Karrie Jacobs

@KarrieUrbanist

September 30, 2006

It's Like Dorothy Said…

Navy Yard pre fab.jpg

As you may know, I’ve been spending my time lately promoting my book, The Perfect $100,000 House. But occasionally I’m forced to do actual work. For instance, I write a monthly column for Metropolis Magazine that sometimes requires my attention. So, a week or so ago, I went on a little field trip to the Brooklyn Navy Yard to see low cost townhouses designed by architect Alexander Gorlin for the Nehemiah Housing Development Fund. Destined for a new development in outermost East New York, Brooklyn, the houses are being built in modular fashion in a WWII era foundry now occupied by the Capsys Corp. While touring the plant, where they’ve been turning out houses for a decade, I learned that the single family homes Alex designed will sell for $158,000. Okay, the houses are actually worth more like $202,000 but the city is subsidizing the project. And, yeah, the development is in East New York which is way over there, a good 40 minutes on the subway from my part of Brooklyn. And you have to win a lottery to buy one of the houses. But still, I thought, I drove 14,000 miles, all over America looking for the Perfect $100,000 House and here it is being pre-fabricated right in my own backyard.

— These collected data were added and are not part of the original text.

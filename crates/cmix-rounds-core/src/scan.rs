//! Range scans over known rounds.
//!
//! [`KnownRounds::range_unchecked`] walks the local window looking for rounds
//! with data. The masked variants intersect the local window with a peer's
//! known rounds so that only rounds the peer has resolved, and we have not,
//! are handed to the round predicate.

use tracing::{debug, trace};

use crate::bitbuffer::{BitBuffer, WORD_BITS};
use crate::known_rounds::KnownRounds;
use crate::types::{RoundId, UncheckedRange};

impl KnownRounds {
    /// Scan `[oldest_unknown, last_checked]`.
    ///
    /// Unchecked rounds older than `last_checked - threshold` are reported as
    /// unknown; newer unchecked rounds pull `earliest_round` back so they are
    /// retried later. Checked rounds are passed to `round_check`, and those it
    /// accepts are collected in `has` until `max_pickups` is reached
    /// (zero means no limit).
    pub fn range_unchecked<F>(
        &self,
        oldest_unknown: RoundId,
        threshold: u64,
        mut round_check: F,
        max_pickups: usize,
    ) -> UncheckedRange
    where
        F: FnMut(RoundId) -> bool,
    {
        if oldest_unknown > self.last_checked {
            trace!(
                oldest_unknown,
                last_checked = self.last_checked,
                "nothing to scan past last checked round"
            );
            return UncheckedRange {
                earliest_round: oldest_unknown,
                ..Default::default()
            };
        }

        let oldest_possible = self.last_checked.saturating_sub(threshold);
        let mut result = UncheckedRange {
            earliest_round: self.last_checked.saturating_add(1),
            has: Vec::new(),
            unknown: Vec::new(),
        };

        for rid in oldest_unknown..=self.last_checked {
            if !self.checked(rid) {
                if rid < oldest_possible {
                    result.unknown.push(rid);
                } else if rid < result.earliest_round {
                    result.earliest_round = rid;
                }
                continue;
            }

            if round_check(rid) {
                result.has.push(rid);
                if result.has.len() == max_pickups {
                    result.earliest_round = result.earliest_round.min(rid.saturating_add(1));
                    break;
                }
            }
        }

        result
    }

    /// [`range_unchecked_masked_range`](Self::range_unchecked_masked_range)
    /// over every round.
    pub fn range_unchecked_masked<F>(
        &mut self,
        mask: &KnownRounds,
        round_check: F,
        max_checked: usize,
    ) -> usize
    where
        F: FnMut(RoundId) -> bool,
    {
        self.range_unchecked_masked_range(mask, round_check, 0, RoundId::MAX, max_checked)
    }

    /// Check rounds that `mask` has resolved but this tracker has not.
    ///
    /// Works on a copy of `mask` forwarded to our `first_unchecked`. Inside the
    /// mask's window, every round the mask has checked and we have not is
    /// passed to `round_check`, newest first. Then every unchecked round in
    /// `[max(start, first_unchecked), min(end, mask.first_unchecked))` is
    /// passed in order. Rounds the predicate accepts are checked. At most
    /// `max_checked` predicate calls are made in total.
    ///
    /// Returns the number of rounds marked checked.
    pub fn range_unchecked_masked_range<F>(
        &mut self,
        mask: &KnownRounds,
        mut round_check: F,
        start: RoundId,
        end: RoundId,
        max_checked: usize,
    ) -> usize
    where
        F: FnMut(RoundId) -> bool,
    {
        let mut aligned = mask.clone();
        aligned.forward(self.first_unchecked);

        let mut calls = 0;
        let mut marked = 0;

        if aligned.first_unchecked <= aligned.last_checked {
            let window_start = aligned.first_unchecked;
            let window_end = aligned.last_checked;
            let (own, length) = self.sub_sample(window_start, window_end);
            let (theirs, _) = aligned.sub_sample(window_start, window_end);
            let result = own.implies(&theirs);
            let offset = (window_start % WORD_BITS as u64) as usize;

            for k in (0..length).rev() {
                if calls >= max_checked {
                    break;
                }
                if result.get(offset + k) {
                    continue;
                }
                let rid = window_start + k as u64;
                calls += 1;
                if round_check(rid) {
                    self.force_check(rid);
                    marked += 1;
                }
            }
        }

        let mut rid = start.max(self.first_unchecked);
        let stop = end.min(aligned.first_unchecked);
        while rid < stop && calls < max_checked {
            if !self.checked(rid) {
                calls += 1;
                if round_check(rid) {
                    self.force_check(rid);
                    marked += 1;
                }
            }
            rid += 1;
        }

        debug!(
            calls,
            marked,
            first_unchecked = self.first_unchecked,
            last_checked = self.last_checked,
            "masked scan finished"
        );
        marked
    }

    /// Copy of the bits for rounds `[start, end]`, laid out from bit
    /// `start % 64` of the first word.
    ///
    /// Bits before `start` in the first word are one and rounds past
    /// `last_checked` are zero. If `start` itself is past `last_checked` the
    /// whole sample is zero. `start` must not be before `first_unchecked`.
    /// Returns the buffer and the number of rounds it covers.
    pub fn sub_sample(&self, start: RoundId, end: RoundId) -> (BitBuffer, usize) {
        let length = (end.saturating_sub(start) + 1) as usize;
        let offset = (start % WORD_BITS as u64) as usize;
        let num_blocks = (offset + length).div_ceil(WORD_BITS);

        if start > self.last_checked {
            return (BitBuffer::new(num_blocks), length);
        }

        let copy_end = end.min(self.last_checked);
        let span = (copy_end - start + 1) as usize;
        let from = self.get_bit_stream_pos(start);
        let to = (self.get_bit_stream_pos(copy_end) + 1) % self.len();

        let copied = if span >= self.len() {
            self.buffer
                .copy_blocks(from, to, (offset + span).div_ceil(WORD_BITS))
        } else {
            self.buffer.copy(from, to)
        };

        (copied.extend(num_blocks), length)
    }
}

There will be more on this subject in the November issue of Metropolis.

Meanwhile, it’s been an amazing and exhausting month. The highlight was a lovely, enjoyable book-signing and party last Thursday night at the Flatiron Design Within Reach store. Company founder Rob Forbes helped promote the event with a generous review of the book in the DWR Newsletter. I’m pretty sure that this is the first time that anyone has compared me to Nabakov. I suspect it might also be the last.

Now I’m about to do some touring. First a quick trip to Lawrence, Kansas and then a week on the road in the Pacific Northwest with stops in Seattle, Olympia, Vancouver, B.C., Seattle again, and Portland. All the public appearances are conveniently listed right here.